#### Exercise objective
Beginning with the opening line, set down each line of the material below exactly, stopping once the line with "use indicatif::ProgressBar;" is done.
══════
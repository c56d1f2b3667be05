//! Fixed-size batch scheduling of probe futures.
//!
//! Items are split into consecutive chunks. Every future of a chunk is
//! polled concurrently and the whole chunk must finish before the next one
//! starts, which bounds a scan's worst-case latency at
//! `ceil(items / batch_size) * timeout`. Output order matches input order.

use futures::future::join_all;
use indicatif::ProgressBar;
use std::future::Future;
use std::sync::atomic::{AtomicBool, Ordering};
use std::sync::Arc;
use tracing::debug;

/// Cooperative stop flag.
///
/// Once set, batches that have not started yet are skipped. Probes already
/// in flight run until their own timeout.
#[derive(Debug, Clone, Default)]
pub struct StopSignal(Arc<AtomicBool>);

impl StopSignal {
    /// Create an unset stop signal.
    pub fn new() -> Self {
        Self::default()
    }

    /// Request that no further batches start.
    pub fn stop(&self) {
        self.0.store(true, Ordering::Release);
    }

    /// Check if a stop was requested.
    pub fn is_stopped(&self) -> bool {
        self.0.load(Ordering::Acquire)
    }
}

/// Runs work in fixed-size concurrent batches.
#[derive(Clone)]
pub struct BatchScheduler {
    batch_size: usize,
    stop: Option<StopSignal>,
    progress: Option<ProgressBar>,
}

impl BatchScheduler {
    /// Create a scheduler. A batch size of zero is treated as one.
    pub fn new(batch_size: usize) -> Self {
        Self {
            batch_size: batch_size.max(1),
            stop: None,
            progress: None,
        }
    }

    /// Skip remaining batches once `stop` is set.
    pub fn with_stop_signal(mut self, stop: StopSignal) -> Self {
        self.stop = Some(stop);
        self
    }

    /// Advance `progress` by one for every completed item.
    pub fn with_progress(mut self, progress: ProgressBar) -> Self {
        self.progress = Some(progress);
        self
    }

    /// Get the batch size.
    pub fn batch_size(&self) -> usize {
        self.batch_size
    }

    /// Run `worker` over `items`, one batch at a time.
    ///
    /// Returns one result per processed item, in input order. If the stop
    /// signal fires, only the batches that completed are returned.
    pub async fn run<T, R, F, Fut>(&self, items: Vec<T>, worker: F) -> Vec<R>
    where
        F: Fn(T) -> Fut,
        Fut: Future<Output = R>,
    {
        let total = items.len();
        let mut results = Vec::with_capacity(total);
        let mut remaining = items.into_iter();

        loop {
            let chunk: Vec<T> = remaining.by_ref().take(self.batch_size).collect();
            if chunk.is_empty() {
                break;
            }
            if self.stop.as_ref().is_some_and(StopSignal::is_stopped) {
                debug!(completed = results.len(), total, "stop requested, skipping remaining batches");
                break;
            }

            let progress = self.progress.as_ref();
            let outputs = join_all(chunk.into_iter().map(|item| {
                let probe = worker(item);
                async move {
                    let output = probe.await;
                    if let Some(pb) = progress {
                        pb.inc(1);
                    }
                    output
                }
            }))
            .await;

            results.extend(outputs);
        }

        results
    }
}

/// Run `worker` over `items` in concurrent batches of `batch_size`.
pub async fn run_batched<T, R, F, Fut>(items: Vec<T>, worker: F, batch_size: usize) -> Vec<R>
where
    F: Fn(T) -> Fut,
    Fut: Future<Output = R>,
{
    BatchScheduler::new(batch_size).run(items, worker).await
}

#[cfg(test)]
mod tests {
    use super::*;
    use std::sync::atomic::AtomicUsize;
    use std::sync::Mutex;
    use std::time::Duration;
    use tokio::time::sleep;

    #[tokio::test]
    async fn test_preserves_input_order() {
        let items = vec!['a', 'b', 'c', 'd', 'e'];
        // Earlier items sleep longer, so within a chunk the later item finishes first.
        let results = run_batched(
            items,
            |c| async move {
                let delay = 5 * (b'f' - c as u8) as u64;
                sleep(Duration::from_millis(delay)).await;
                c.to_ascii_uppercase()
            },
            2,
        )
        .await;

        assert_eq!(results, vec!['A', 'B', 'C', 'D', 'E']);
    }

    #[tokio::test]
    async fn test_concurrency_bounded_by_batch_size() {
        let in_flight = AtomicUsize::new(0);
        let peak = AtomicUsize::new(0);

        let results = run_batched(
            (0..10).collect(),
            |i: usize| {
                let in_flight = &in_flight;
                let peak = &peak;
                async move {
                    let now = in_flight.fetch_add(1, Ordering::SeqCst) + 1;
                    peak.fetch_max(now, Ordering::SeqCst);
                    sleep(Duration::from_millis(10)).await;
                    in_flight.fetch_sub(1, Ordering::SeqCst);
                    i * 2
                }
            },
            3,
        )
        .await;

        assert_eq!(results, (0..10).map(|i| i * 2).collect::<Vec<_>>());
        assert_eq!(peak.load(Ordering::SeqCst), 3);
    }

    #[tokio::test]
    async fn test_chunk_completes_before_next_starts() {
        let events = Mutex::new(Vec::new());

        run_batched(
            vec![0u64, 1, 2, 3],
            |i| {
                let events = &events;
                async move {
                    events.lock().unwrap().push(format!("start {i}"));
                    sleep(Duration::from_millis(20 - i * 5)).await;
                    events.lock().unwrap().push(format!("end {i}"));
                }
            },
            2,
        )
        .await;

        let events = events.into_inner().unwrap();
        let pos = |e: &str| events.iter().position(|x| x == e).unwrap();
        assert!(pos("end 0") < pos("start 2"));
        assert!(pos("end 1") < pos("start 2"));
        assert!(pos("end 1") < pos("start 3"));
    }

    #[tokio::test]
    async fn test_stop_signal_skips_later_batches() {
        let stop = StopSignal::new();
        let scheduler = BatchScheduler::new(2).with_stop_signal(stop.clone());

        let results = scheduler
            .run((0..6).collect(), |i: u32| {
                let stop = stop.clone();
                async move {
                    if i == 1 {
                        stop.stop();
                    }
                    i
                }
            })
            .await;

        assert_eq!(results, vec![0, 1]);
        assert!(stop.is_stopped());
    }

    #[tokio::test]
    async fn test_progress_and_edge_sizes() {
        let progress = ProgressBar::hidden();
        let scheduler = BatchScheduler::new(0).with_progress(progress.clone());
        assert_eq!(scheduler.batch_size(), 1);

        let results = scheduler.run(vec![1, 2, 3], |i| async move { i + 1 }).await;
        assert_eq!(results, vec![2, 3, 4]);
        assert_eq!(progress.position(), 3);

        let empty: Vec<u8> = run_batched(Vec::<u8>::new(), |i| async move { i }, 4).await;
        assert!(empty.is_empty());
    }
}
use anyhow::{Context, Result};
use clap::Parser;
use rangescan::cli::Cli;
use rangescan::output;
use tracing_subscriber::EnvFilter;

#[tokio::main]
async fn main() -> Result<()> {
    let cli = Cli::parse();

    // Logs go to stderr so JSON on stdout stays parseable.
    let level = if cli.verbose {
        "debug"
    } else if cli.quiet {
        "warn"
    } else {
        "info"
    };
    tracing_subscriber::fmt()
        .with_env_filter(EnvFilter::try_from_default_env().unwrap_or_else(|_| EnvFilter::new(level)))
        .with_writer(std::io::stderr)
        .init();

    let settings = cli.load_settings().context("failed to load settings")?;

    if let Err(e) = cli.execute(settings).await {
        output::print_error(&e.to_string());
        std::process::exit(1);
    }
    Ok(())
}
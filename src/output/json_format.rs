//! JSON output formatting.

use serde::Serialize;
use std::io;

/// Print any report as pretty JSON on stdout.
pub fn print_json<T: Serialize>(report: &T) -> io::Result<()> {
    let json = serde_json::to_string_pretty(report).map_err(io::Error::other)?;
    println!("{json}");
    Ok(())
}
══════
#### Result for this exercise
repository c56d1f2b3667be05
//! Fixed-size batch scheduling of probe futures.
//!
//! Items are split into consecutive chunks. Every future of a chunk is
//! polled concurrently and the whole chunk must finish before the next one
//! starts, which bounds a scan's worst-case latency at
//! `ceil(items / batch_size) * timeout`. Output order matches input order.

use futures::future::join_all;
use indicatif::ProgressBar;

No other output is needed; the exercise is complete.